Dans un village nubien à 900 km au sud du Caire, Bassam Hamimi, employé dans une auberge, constate l’essoufflement: « on ressent leur absence », dit-il en allusion aux touristes chinois, d’ordinaire nombreux. Une conséquence du nouveau coronavirus, qui menace un tourisme égyptien longtemps convalescent.
« Il y avait des tas de Chinois avant », assure à l’AFP ce trentenaire, dont les revenus dépendent de l’afflux de voyageurs, notamment de Chine.
Beaucoup de vols acheminant des touristes en Egypte ont été annulés pour tenter d’endiguer la propagation du virus, apparu en décembre en Chine.
Près de 110.000 cas de Covid-19 et plus de 3.800 décès ont été recensés dans le monde. L’Egypte, bien qu’officiellement peu touchée, n’a pas été épargnée.
Le Caire a annoncé dimanche un décès lié au virus, le premier sur le continent africain: un touriste allemand de 60 ans qui avait été hospitalisé dans le sud-est du pays.
Plusieurs pays, dont la France et le Canada, ont en outre annoncé des contaminations parmi des personnes ayant séjourné en Egypte.
Avec 55 infections enregistrées dans le pays, dont 45 sur le bateau de croisière « A-Sara », immobilisé à Louxor -coeur battant du tourisme pharaonique-, beaucoup s’inquiètent de l’impact de l’épidémie sur le tourisme.
– Pronostics difficiles –
Pour Adela Ragab, ancienne vice-ministre du Tourisme, les mesures de protection mises en place par certains pays auront des répercussions « certaines » sur le secteur, mais « il est délicat de faire des pronostics à l’heure qu’il est ».
« Nous pourrons juger de la situation si l’on constate un impact sur les réservations des vacances de Pâques », dit-elle à l’AFP.
Le tourisme, poids lourd de l’économie égyptienne, a longtemps été moribond après les années d’instabilité politique ayant suivi la révolte de 2011.
En octobre 2015, un attentat meurtrier contre un avion russe transportant des vacanciers de la station balnéaire de Charm el-Cheikh (est), avait porté un coup dur supplémentaire au secteur.
Depuis 2017, et bien que le pays soit encore loin des 14,7 millions de touristes de 2010, l’industrie a toutefois enregistré une embellie.

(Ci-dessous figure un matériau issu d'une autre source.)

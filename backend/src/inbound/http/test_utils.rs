//! Test helpers for inbound HTTP components.

use std::sync::Arc;

use actix_web::http::header::AUTHORIZATION;
use actix_web::web;
use chrono::{TimeZone, Utc};

use crate::domain::ports::{
    MockAccountService, MockAiService, MockAnalyticsService, MockAvailabilityService,
    MockBadgeService, MockBookingService, MockChatService, MockDashboardService,
    MockNotificationService, MockReviewService, MockSearchService, MockSkillService,
    MockTwoFactorService, MockWebhookService,
};
use crate::domain::{DisplayName, Email, Role, Timezone, User, UserId};
use crate::inbound::http::state::HttpState;

/// Token presented by [`bearer`].
pub const TOKEN: &str = "test-token";

/// `Authorization` header carrying [`TOKEN`].
pub fn bearer() -> (actix_web::http::header::HeaderName, String) {
    (AUTHORIZATION, format!("Bearer {TOKEN}"))
}

/// Approved account with the given role.
pub fn user(role: Role) -> User {
    let name = role.as_str();
    User {
        id: UserId::random(),
        email: Email::new(format!("{name}@example.com")).expect("fixture email"),
        display_name: DisplayName::new(format!("Test {name}")).expect("fixture name"),
        role,
        bio: String::new(),
        timezone: Timezone::utc(),
        hourly_rate_cents: (role == Role::Mentor).then_some(6000),
        is_mentor_approved: role == Role::Mentor,
        created_at: Utc
            .with_ymd_and_hms(2030, 1, 1, 0, 0, 0)
            .single()
            .expect("fixture instant"),
    }
}

/// One mock per driving port; unset expectations panic when called.
#[derive(Default)]
pub struct TestPorts {
    pub accounts: MockAccountService,
    pub two_factor: MockTwoFactorService,
    pub skills: MockSkillService,
    pub availability: MockAvailabilityService,
    pub bookings: MockBookingService,
    pub reviews: MockReviewService,
    pub chat: MockChatService,
    pub notifications: MockNotificationService,
    pub search: MockSearchService,
    pub dashboard: MockDashboardService,
    pub analytics: MockAnalyticsService,
    pub ai: MockAiService,
    pub webhooks: MockWebhookService,
    pub badges: MockBadgeService,
}

impl TestPorts {
    /// Ports whose account service resolves [`TOKEN`] to `caller`.
    pub fn authenticating(caller: &User) -> Self {
        let mut ports = Self::default();
        let caller = caller.clone();
        ports
            .accounts
            .expect_authenticate()
            .returning(move |_| Ok(caller.clone()));
        ports
    }

    pub fn into_state(self) -> web::Data<HttpState> {
        web::Data::new(HttpState {
            accounts: Arc::new(self.accounts),
            two_factor: Arc::new(self.two_factor),
            skills: Arc::new(self.skills),
            availability: Arc::new(self.availability),
            bookings: Arc::new(self.bookings),
            reviews: Arc::new(self.reviews),
            chat: Arc::new(self.chat),
            notifications: Arc::new(self.notifications),
            search: Arc::new(self.search),
            dashboard: Arc::new(self.dashboard),
            analytics: Arc::new(self.analytics),
            ai: Arc::new(self.ai),
            webhooks: Arc::new(self.webhooks),
            badges: Arc::new(self.badges),
        })
    }
}
//! Inbound adapters that translate external traffic into driving-port
//! calls while keeping framework details at the edge.
//!
//! REST handlers live under [`http`]; the realtime chat socket lives under
//! [`ws`] and shares the same bearer-token authentication.

pub mod http;
pub mod ws;
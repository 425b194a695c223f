//! Driving port for language-model assisted features.
//!
//! Provider failures do not fail these calls: the logged [`AiResponse`]
//! carries the error instead.

use async_trait::async_trait;
use uuid::Uuid;

use crate::domain::{Actor, AiResponse, Error};

#[cfg_attr(test, mockall::automock)]
#[async_trait]
pub trait AiService: Send + Sync {
    async fn session_summary(&self, actor: &Actor, booking_id: &Uuid) -> Result<AiResponse, Error>;

    async fn recommendations(&self, actor: &Actor, goals: Option<String>)
    -> Result<AiResponse, Error>;

    async fn ask(&self, actor: &Actor, question: &str) -> Result<AiResponse, Error>;

    async fn history(&self, actor: &Actor) -> Result<Vec<AiResponse>, Error>;
}
//! Reqwest-backed chat-completions adapter.
//!
//! This adapter owns transport details only: request serialisation, bearer
//! authentication, HTTP error mapping and JSON decoding of the first choice.

use std::time::Duration;

use async_trait::async_trait;
use reqwest::{Client, StatusCode, Url};
use tracing::debug;
use zeroize::Zeroizing;

use super::dto::{CompletionRequestDto, CompletionResponseDto, MessageDto, ProviderErrorDto};
use crate::domain::SYSTEM_PROMPT;
use crate::domain::ports::{LanguageModel, LanguageModelError};

/// Default provider base URL.
pub const DEFAULT_BASE_URL: &str = "https://api.openai.com/v1";
/// Default model identifier.
pub const DEFAULT_MODEL: &str = "gpt-3.5-turbo";
const DEFAULT_TIMEOUT: Duration = Duration::from_secs(30);
const TEMPERATURE: f32 = 0.7;

/// Provider settings for [`ChatCompletionsModel`].
#[derive(Debug, Clone)]
pub struct ChatCompletionsConfig {
    /// Bearer key; `None` leaves the adapter unconfigured.
    pub api_key: Option<String>,
    /// Base URL the `/chat/completions` path is appended to.
    pub base_url: Url,
    pub model: String,
    pub timeout: Duration,
}

impl ChatCompletionsConfig {
    /// Configuration pointing at the default provider.
    ///
    /// # Errors
    ///
    /// Returns an error when `base_url` is not a valid URL.
    pub fn new(
        api_key: Option<String>,
        base_url: Option<&str>,
        model: Option<String>,
    ) -> Result<Self, url::ParseError> {
        let base_url = Url::parse(base_url.unwrap_or(DEFAULT_BASE_URL))?;
        Ok(Self {
            api_key: api_key.filter(|key| !key.trim().is_empty()),
            base_url,
            model: model.unwrap_or_else(|| DEFAULT_MODEL.to_owned()),
            timeout: DEFAULT_TIMEOUT,
        })
    }
}

/// `LanguageModel` adapter for OpenAI-compatible providers.
pub struct ChatCompletionsModel {
    client: Client,
    endpoint: Url,
    api_key: Option<Zeroizing<String>>,
    model: String,
}

impl ChatCompletionsModel {
    /// Build an adapter with a reqwest client bounded by `config.timeout`.
    ///
    /// # Errors
    ///
    /// Returns an error when the reqwest client cannot be constructed.
    pub fn new(config: ChatCompletionsConfig) -> Result<Self, reqwest::Error> {
        let client = Client::builder().timeout(config.timeout).build()?;
        Ok(Self {
            client,
            endpoint: completions_endpoint(&config.base_url),
            api_key: config.api_key.map(Zeroizing::new),
            model: config.model,
        })
    }

    /// Whether an API key is present.
    #[must_use]
    pub const fn is_configured(&self) -> bool {
        self.api_key.is_some()
    }
}

#[async_trait]
impl LanguageModel for ChatCompletionsModel {
    fn model(&self) -> String {
        self.model.clone()
    }

    async fn complete(&self, prompt: &str) -> Result<String, LanguageModelError> {
        let Some(api_key) = self.api_key.as_ref() else {
            return Err(LanguageModelError::not_configured());
        };
        let request = CompletionRequestDto {
            model: &self.model,
            messages: [
                MessageDto {
                    role: "system",
                    content: SYSTEM_PROMPT,
                },
                MessageDto {
                    role: "user",
                    content: prompt,
                },
            ],
            temperature: TEMPERATURE,
        };
        debug!(model = %self.model, "requesting completion");
        let response = self
            .client
            .post(self.endpoint.clone())
            .bearer_auth(api_key.as_str())
            .json(&request)
            .send()
            .await
            .map_err(|error| LanguageModelError::transport(error.to_string()))?;

        let status = response.status();
        let body = response
            .bytes()
            .await
            .map_err(|error| LanguageModelError::transport(error.to_string()))?;
        if !status.is_success() {
            return Err(map_status_error(status, body.as_ref()));
        }
        parse_completion(body.as_ref())
    }
}

fn completions_endpoint(base_url: &Url) -> Url {
    let mut endpoint = base_url.clone();
    let path = format!("{}/chat/completions", base_url.path().trim_end_matches('/'));
    endpoint.set_path(&path);
    endpoint
}

fn parse_completion(body: &[u8]) -> Result<String, LanguageModelError> {
    let decoded: CompletionResponseDto = serde_json::from_slice(body)
        .map_err(|error| LanguageModelError::decode(format!("invalid JSON payload: {error}")))?;
    decoded.into_text().map_err(LanguageModelError::decode)
}

fn map_status_error(status: StatusCode, body: &[u8]) -> LanguageModelError {
    let message = serde_json::from_slice::<ProviderErrorDto>(body).map_or_else(
        |_| body_preview(body),
        |envelope| envelope.error.message,
    );
    LanguageModelError::provider(status.as_u16(), message)
}

fn body_preview(body: &[u8]) -> String {
    const PREVIEW_CHAR_LIMIT: usize = 160;

    let compact = String::from_utf8_lossy(body)
        .split_whitespace()
        .collect::<Vec<_>>()
        .join(" ");
    compact.chars().take(PREVIEW_CHAR_LIMIT).collect()
}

En 2018, 11,3 millions de personnes ont visité le pays, contre 5,3 millions en 2016. La banque centrale égyptienne a elle fait état de 12,6 milliards de dollars de recettes du secteur en 2018, contre 10 milliards l’année précédente.
Face à l’impact potentiellement dévastateur du coronavirus sur un secteur à peine remis sur pied, le gouvernement a multiplié les communiqués affirmant que tout était sous contrôle.
« Les activités touristiques se déroulent normalement à Louxor (…), des milliers de visiteurs ont afflué sur ses sites archéologiques », a affirmé lundi le ministère du Tourisme.
« Vous avez vu les chiffres par vous-mêmes, les cars, les files d’attente: la situation (…) est très stable à Louxor », avait assuré la veille le ministre du Tourisme, Khaled el-Enany, lors d’une visite au temple de Karnak aux côtés de son homologue de la Santé.
La télévision égyptienne a aussi abondamment diffusé des images de la désinfection des métros de la capitale Le Caire, mégalopole de 20 millions d’habitants, et des trains.
– Touristes arabes –
Matt Swider, l’un des passagers américains du bateau « A-Sara », testé positif, a documenté sur Twitter, photos à l’appui, son transfert à l’hôpital affirmant que le personnel avait été « extrêmement amical ».
Ses tweets ont aussitôt été repris par la page « @EgyProjects », vitrine digitale des grands projets de l’Etat.
L’ancien président de la Fédération des offices de tourisme, Elhami el-Zayyat, souligne lui que le secteur risque malgré tout de « perdre les touristes arabes, surtout les Koweïtiens et les Saoudiens ».
Plusieurs pays du Golfe ont annoncé des restrictions sur les voyages dans différents pays touchés par l’épidémie, le Koweït et l’Arabie saoudite suspendant notamment les vols à destination de l’Egypte.
M. Zayyat dit avoir constaté une légère augmentation des annulations de la part des touristes chinois et italiens -les deux nationalités les plus touchées par l’épidémie-, mais assure que les touristes anglo-saxons et latino-américains continuent d’affluer.
Lundi, 340 touristes grecs arrivant de Malte en bateau ont été soumis à des tests à leur arrivée sur les côtes égyptiennes, tandis que deux passagers du « A-Sara » indiquaient à l’AFP être toujours maintenus en quarantaine.